__DATA SHOWN__
//! Update dispatch
//!
//! Routes a changed address to the provider operation for its family.
//! Failures are returned as [`Error::Provider`] and never retried here.

use tracing::info;

use crate::error::{Error, Result};
use crate::traits::{AddressFamily, DnsProvider};

/// Push `address` to the provider's record for `family`
///
/// - [`AddressFamily::V4`] → [`DnsProvider::update_record`]
/// - [`AddressFamily::V6`] → [`DnsProvider::update_record6`]
pub async fn update_record(
    provider: &dyn DnsProvider,
    family: AddressFamily,
    address: &str,
) -> Result<()> {
    let provider_name = provider.provider_name();
    info!(
        provider = provider_name,
        %family,
        address,
        "Updating {} record to {}", family.record_type(), address
    );

    let result = match family {
        AddressFamily::V4 => provider.update_record(address).await,
        AddressFamily::V6 => provider.update_record6(address).await,
    };

    result.map_err(|e| match e {
        Error::Provider { .. } => e,
        other => Error::provider(provider_name, other.to_string()),
    })
}
#![forbid(unsafe_code)]
//! Localization CSV table synchronization toolkit.
//!
//! Converts string tables between the authoring schema
//! (`Key,SourceString,Comment`) and the translation-platform schema
//! (`source,target,developer_comments`), and merges returned translations
//! back into the authoring schema. All conversion happens through the
//! schema-agnostic [`Entry`]/[`Catalog`] model.
//!
//! # Quick Start
//!
//! ```rust,no_run
//! use locsync::{Catalog, Parser, formats::{AuthoringRecord, PlatformRecord}, merge_into};
//!
//! // Merge a fresh source export into an already-translated platform table.
//! let incoming = Catalog::from(Vec::<AuthoringRecord>::read_from("original/ui.csv")?);
//! let mut existing = Catalog::from(Vec::<PlatformRecord>::read_from("weblate/ui.csv")?);
//! let report = merge_into(&mut existing, incoming);
//! println!("{} new keys", report.inserted);
//! Vec::<PlatformRecord>::from(&existing).write_to("weblate/ui.csv")?;
//! # Ok::<(), Box<dyn std::error::Error>>(())
//! ```
//!
//! The merge is non-destructive: a non-empty `target` or
//! `developer_comments` in the existing table is never overwritten, and
//! keys that disappeared from the source are retained.

pub mod error;
pub mod formats;
pub mod operations;
pub mod traits;
pub mod types;

// Re-export most used types for easy consumption
pub use crate::{
    error::Error,
    operations::{ApplyReport, MergeReport, apply_translations, merge_into},
    traits::Parser,
    types::{Catalog, Entry},
};
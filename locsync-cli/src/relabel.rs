use std::fs;
use std::path::{Path, PathBuf};

use locsync::Parser;
use locsync::formats::{HeaderStatus, RawTable};

use crate::walk::collect_csv_files;

#[derive(Debug, Clone)]
pub struct RelabelOptions {
    pub original: PathBuf,
    pub weblate: PathBuf,
}

/// Run the relabel command: the legacy header-only conversion. Rows are
/// copied positionally; only a row 0 that exactly matches the authoring
/// header is rewritten, anything else is copied verbatim under a warning.
pub fn run_relabel_command(opts: RelabelOptions) -> Result<(), String> {
    let files = collect_csv_files(&opts.original)?;
    if files.is_empty() {
        println!("No CSV files found in {}", opts.original.display());
        return Ok(());
    }
    println!("Found {} CSV files to process", files.len());

    let mut written = 0usize;
    let mut skipped = 0usize;
    let mut failed = 0usize;

    for rel in &files {
        let input = opts.original.join(rel);
        let output = opts.weblate.join(rel);
        println!("Processing {} -> {}", input.display(), output.display());

        match relabel_file(&input, &output) {
            Ok(Some(status)) => {
                written += 1;
                if let HeaderStatus::Mismatched(header) = &status {
                    println!(
                        "Warning: header doesn't match expected format in {}",
                        input.display()
                    );
                    println!("Header found: {:?}", header);
                }
                println!("Successfully processed: {}", output.display());
            }
            Ok(None) => {
                skipped += 1;
                println!("  Empty file, skipping");
            }
            Err(e) => {
                failed += 1;
                eprintln!("Error processing {}: {}", input.display(), e);
            }
        }
    }

    println!(
        "Relabel complete: {} written, {} skipped, {} failed",
        written, skipped, failed
    );
    Ok(())
}

fn relabel_file(input: &Path, output: &Path) -> Result<Option<HeaderStatus>, locsync::Error> {
    let mut table = RawTable::read_from(input)?;
    let status = table.relabel();
    if status == HeaderStatus::Empty {
        return Ok(None);
    }

    if let Some(parent) = output.parent() {
        fs::create_dir_all(parent)?;
    }
    table.write_to(output)?;
    Ok(Some(status))
}
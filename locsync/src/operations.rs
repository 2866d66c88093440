//! High-level catalog operations (merge/apply) reusable by CLI and library
//! users.

use serde::{Deserialize, Serialize};

use crate::types::{Catalog, Entry};

/// Merge report with counters, one per processed file.
#[derive(Debug, Clone, Copy, PartialEq, Eq, Default, Serialize, Deserialize)]
pub struct MergeReport {
    /// Keys new to the existing table, appended at the end.
    pub inserted: usize,
    /// Existing keys where at least one empty field was filled in.
    pub updated: usize,
    /// Existing keys matched by the incoming table but left as-is.
    pub unchanged: usize,
    /// Keys present only in the existing table, retained untouched.
    pub retained: usize,
}

/// Merges a freshly exported source table into an existing platform table.
///
/// Rules:
/// - An incoming key already in `existing` fills `value` and `comment`
///   only where the existing field is empty. A non-empty existing value is
///   never overwritten, so translated or annotated entries survive
///   re-exports of the source text.
/// - An incoming key not in `existing` is appended in source order.
/// - Keys only in `existing` are retained, never deleted.
pub fn merge_into(existing: &mut Catalog, incoming: Catalog) -> MergeReport {
    let mut report = MergeReport::default();
    let initial_len = existing.len();
    let mut matched = 0usize;

    for entry in incoming {
        match existing.get_mut(&entry.key) {
            Some(current) => {
                matched += 1;
                let mut updated = false;
                if current.value.is_empty() && !entry.value.is_empty() {
                    current.value = entry.value;
                    updated = true;
                }
                if current.comment.is_empty() && !entry.comment.is_empty() {
                    current.comment = entry.comment;
                    updated = true;
                }
                if updated {
                    report.updated += 1;
                } else {
                    report.unchanged += 1;
                }
            }
            None => {
                existing.insert(entry);
                report.inserted += 1;
            }
        }
    }

    report.retained = initial_len - matched;
    report
}

/// Apply report with counters, one per processed file.
#[derive(Debug, Clone, Copy, PartialEq, Eq, Default, Serialize, Deserialize)]
pub struct ApplyReport {
    /// Rows processed.
    pub total: usize,
    /// Rows whose value was replaced by a translation.
    pub translated: usize,
    /// Rows left with their source value.
    pub unchanged: usize,
}

/// Replaces each row's value with the mapped translation when the key is in
/// `translations` and the mapped value is non-empty. Comments always stay
/// as authored; translation-map comments are ignored here.
pub fn apply_translations(entries: &mut [Entry], translations: &Catalog) -> ApplyReport {
    let mut report = ApplyReport {
        total: entries.len(),
        ..ApplyReport::default()
    };

    for entry in entries.iter_mut() {
        match translations.get(&entry.key) {
            Some(translated) if !translated.value.is_empty() => {
                entry.value = translated.value.clone();
                report.translated += 1;
            }
            _ => report.unchanged += 1,
        }
    }

    report
}
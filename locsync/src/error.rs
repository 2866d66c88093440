//! All error types for the locsync crate.
//!
//! These are returned from all fallible operations (parsing, serialization,
//! merging, etc.).

use thiserror::Error;

#[derive(Error, Debug)]
pub enum Error {
    #[error("CSV parse error: {0}")]
    CsvParse(#[from] csv::Error),

    #[error("I/O error: {0}")]
    Io(#[from] std::io::Error),
}
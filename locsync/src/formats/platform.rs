//! Support for the translation-platform CSV schema
//! (`source,target,developer_comments`).
//!
//! This is the schema Weblate serves and returns. Columns are matched by
//! header name; missing columns read as empty strings. A platform file
//! collected into a [`Catalog`] acts as the translation map: keys are
//! unique, the last occurrence of a duplicate key wins.

use std::io::BufRead;

use serde::{Deserialize, Serialize};

use crate::{
    error::Error,
    traits::Parser,
    types::{Catalog, Entry},
};

#[derive(Debug, Deserialize, Serialize, Clone, PartialEq, Eq)]
pub struct PlatformRecord {
    #[serde(default)]
    pub source: String,

    #[serde(default)]
    pub target: String,

    #[serde(default)]
    pub developer_comments: String,
}

impl Parser for Vec<PlatformRecord> {
    /// Parse from any reader.
    fn from_reader<R: BufRead>(reader: R) -> Result<Self, Error> {
        let mut rdr = csv::ReaderBuilder::new()
            .has_headers(true)
            .from_reader(reader);
        let mut records = Vec::new();
        for result in rdr.deserialize() {
            records.push(result?);
        }
        Ok(records)
    }

    /// Write to any writer (file, memory, etc.).
    fn to_writer<W: std::io::Write>(&self, writer: W) -> Result<(), Error> {
        let mut wtr = csv::WriterBuilder::new().from_writer(writer);
        for record in self {
            wtr.serialize(record)?;
        }
        wtr.flush()?;
        Ok(())
    }
}

impl From<PlatformRecord> for Entry {
    fn from(record: PlatformRecord) -> Self {
        Entry {
            key: record.source,
            value: record.target,
            comment: record.developer_comments,
        }
    }
}

impl From<Entry> for PlatformRecord {
    fn from(entry: Entry) -> Self {
        PlatformRecord {
            source: entry.key,
            target: entry.value,
            developer_comments: entry.comment,
        }
    }
}

impl From<Vec<PlatformRecord>> for Catalog {
    fn from(records: Vec<PlatformRecord>) -> Self {
        records.into_iter().map(Entry::from).collect()
    }
}

impl From<&Catalog> for Vec<PlatformRecord> {
    fn from(catalog: &Catalog) -> Self {
        catalog.iter().cloned().map(PlatformRecord::from).collect()
    }
}

#[cfg(test)]
mod tests {
    use super::*;
    use indoc::indoc;

    #[test]
    fn test_parse_platform_schema() {
        let csv_content = indoc! {"
            source,target,developer_comments
            greet,Bonjour,greeting
            bye,,
        "};
        let records = Vec::<PlatformRecord>::from_str(csv_content).unwrap();
        assert_eq!(records.len(), 2);
        assert_eq!(records[0].source, "greet");
        assert_eq!(records[0].target, "Bonjour");
        assert_eq!(records[1].target, "");
    }

    #[test]
    fn test_write_emits_platform_header() {
        let records = vec![PlatformRecord {
            source: "greet".to_string(),
            target: "Hello".to_string(),
            developer_comments: "".to_string(),
        }];

        let mut output = Vec::new();
        records.to_writer(&mut output).unwrap();
        let output = String::from_utf8(output).unwrap();
        assert_eq!(output, "source,target,developer_comments\ngreet,Hello,\n");
    }

    #[test]
    fn test_translation_map_last_occurrence_wins() {
        let csv_content = indoc! {"
            source,target,developer_comments
            greet,Bonjour,
            greet,Salut,updated
        "};
        let records = Vec::<PlatformRecord>::from_str(csv_content).unwrap();
        let map = Catalog::from(records);
        assert_eq!(map.len(), 1);
        assert_eq!(map.get("greet").unwrap().value, "Salut");
        assert_eq!(map.get("greet").unwrap().comment, "updated");
    }

    #[test]
    fn test_translation_map_skips_rows_without_source() {
        let csv_content = indoc! {"
            source,target,developer_comments
            ,Bonjour,
            greet,Salut,
        "};
        let records = Vec::<PlatformRecord>::from_str(csv_content).unwrap();
        let map = Catalog::from(records);
        assert_eq!(map.len(), 1);
        assert!(map.contains_key("greet"));
    }
}
//! The two CSV row schemas handled by locsync.
//!
//! This module re-exports the record types for each schema and the exact
//! header sequences they serialize to, plus [`raw::RawTable`] for the
//! positional header relabel path.

pub mod authoring;
pub mod platform;
pub mod raw;

pub use authoring::AuthoringRecord;
pub use platform::PlatformRecord;
pub use raw::{HeaderStatus, RawTable};

/// Header of the authoring schema used by the string-table pipeline.
pub const AUTHORING_HEADER: [&str; 3] = ["Key", "SourceString", "Comment"];

/// Header of the schema consumed by the translation platform.
pub const PLATFORM_HEADER: [&str; 3] = ["source", "target", "developer_comments"];
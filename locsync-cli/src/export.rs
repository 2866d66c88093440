use std::fs;
use std::path::{Path, PathBuf};

use locsync::formats::{AuthoringRecord, PlatformRecord};
use locsync::{Catalog, MergeReport, Parser, merge_into};
use serde_json::json;

use crate::walk::collect_csv_files;

#[derive(Debug, Clone)]
pub struct ExportOptions {
    pub original: PathBuf,
    pub weblate: PathBuf,
    pub dry_run: bool,
    pub report_json: Option<PathBuf>,
}

enum FileOutcome {
    /// No platform table existed at the destination; a fresh export.
    Fresh { entries: usize },
    /// Merged into an existing platform table.
    Merged(MergeReport),
    /// No valid entries to write; no file created.
    SkippedEmpty,
}

/// Run the export command: convert every authoring table under the
/// original root into the platform schema, merging non-destructively into
/// any table already present at the destination.
pub fn run_export_command(opts: ExportOptions) -> Result<(), String> {
    let files = collect_csv_files(&opts.original)?;
    if files.is_empty() {
        println!("No CSV files found in {}", opts.original.display());
        return Ok(());
    }
    println!("Found {} CSV files to process", files.len());

    let mut file_reports = Vec::new();
    let mut written = 0usize;
    let mut skipped = 0usize;
    let mut failed = 0usize;

    for rel in &files {
        let input = opts.original.join(rel);
        let output = opts.weblate.join(rel);
        println!("Processing {} -> {}", input.display(), output.display());

        match export_file(&input, &output, opts.dry_run) {
            Ok(FileOutcome::Fresh { entries }) => {
                written += 1;
                println!("  Exported {} entries", entries);
                file_reports.push(json!({
                    "path": rel,
                    "status": "exported",
                    "entries": entries,
                }));
            }
            Ok(FileOutcome::Merged(report)) => {
                written += 1;
                println!(
                    "  Merged: {} new, {} filled, {} unchanged, {} retained",
                    report.inserted, report.updated, report.unchanged, report.retained
                );
                file_reports.push(json!({
                    "path": rel,
                    "status": "merged",
                    "summary": report,
                }));
            }
            Ok(FileOutcome::SkippedEmpty) => {
                skipped += 1;
                println!("  No valid entries, skipping");
                file_reports.push(json!({
                    "path": rel,
                    "status": "skipped_empty",
                }));
            }
            Err(e) => {
                failed += 1;
                eprintln!("Error processing {}: {}", input.display(), e);
                file_reports.push(json!({
                    "path": rel,
                    "status": "failed",
                    "error": e.to_string(),
                }));
            }
        }
    }

    if let Some(report_path) = &opts.report_json {
        write_report(report_path, &opts, written, skipped, failed, file_reports)?;
        println!("Report JSON written: {}", report_path.display());
    }

    if opts.dry_run {
        println!("Dry-run mode: no files were written");
    }
    println!(
        "Export complete: {} written, {} skipped, {} failed",
        written, skipped, failed
    );
    Ok(())
}

fn export_file(
    input: &Path,
    output: &Path,
    dry_run: bool,
) -> Result<FileOutcome, locsync::Error> {
    let incoming = Catalog::from(Vec::<AuthoringRecord>::read_from(input)?);

    if output.exists() {
        // An unreadable existing table fails this file instead of being
        // treated as empty: a fresh export over it could clobber
        // translations.
        let mut merged = Catalog::from(Vec::<PlatformRecord>::read_from(output)?);
        let report = merge_into(&mut merged, incoming);
        if merged.is_empty() {
            return Ok(FileOutcome::SkippedEmpty);
        }
        if !dry_run {
            write_platform(&merged, output)?;
        }
        Ok(FileOutcome::Merged(report))
    } else {
        if incoming.is_empty() {
            return Ok(FileOutcome::SkippedEmpty);
        }
        if !dry_run {
            write_platform(&incoming, output)?;
        }
        Ok(FileOutcome::Fresh {
            entries: incoming.len(),
        })
    }
}

fn write_platform(catalog: &Catalog, output: &Path) -> Result<(), locsync::Error> {
    if let Some(parent) = output.parent() {
        fs::create_dir_all(parent)?;
    }
    Vec::<PlatformRecord>::from(catalog).write_to(output)
}

fn write_report(
    path: &Path,
    opts: &ExportOptions,
    written: usize,
    skipped: usize,
    failed: usize,
    files: Vec<serde_json::Value>,
) -> Result<(), String> {
    let payload = json!({
        "original": opts.original,
        "weblate": opts.weblate,
        "dry_run": opts.dry_run,
        "summary": {
            "written": written,
            "skipped": skipped,
            "failed": failed,
        },
        "files": files,
    });

    let text = serde_json::to_string_pretty(&payload)
        .map_err(|e| format!("Failed to serialize report JSON: {}", e))?;
    fs::write(path, text)
        .map_err(|e| format!("Failed to write report JSON '{}': {}", path.display(), e))
}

__WHAT YOU WILL DO__
Beginning at the top of the records above, transcribe each line exactly up to and including the line that holds "pub async fn".

__WRITTEN RESPONSE__
//! Update dispatch
//!
//! Routes a changed address to the provider operation for its family.
//! Failures are returned as [`Error::Provider`] and never retried here.

use tracing::info;

use crate::error::{Error, Result};
use crate::traits::{AddressFamily, DnsProvider};

/// Push `address` to the provider's record for `family`
///
/// - [`AddressFamily::V4`] → [`DnsProvider::update_record`]
/// - [`AddressFamily::V6`] → [`DnsProvider::update_record6`]
pub async fn update_record(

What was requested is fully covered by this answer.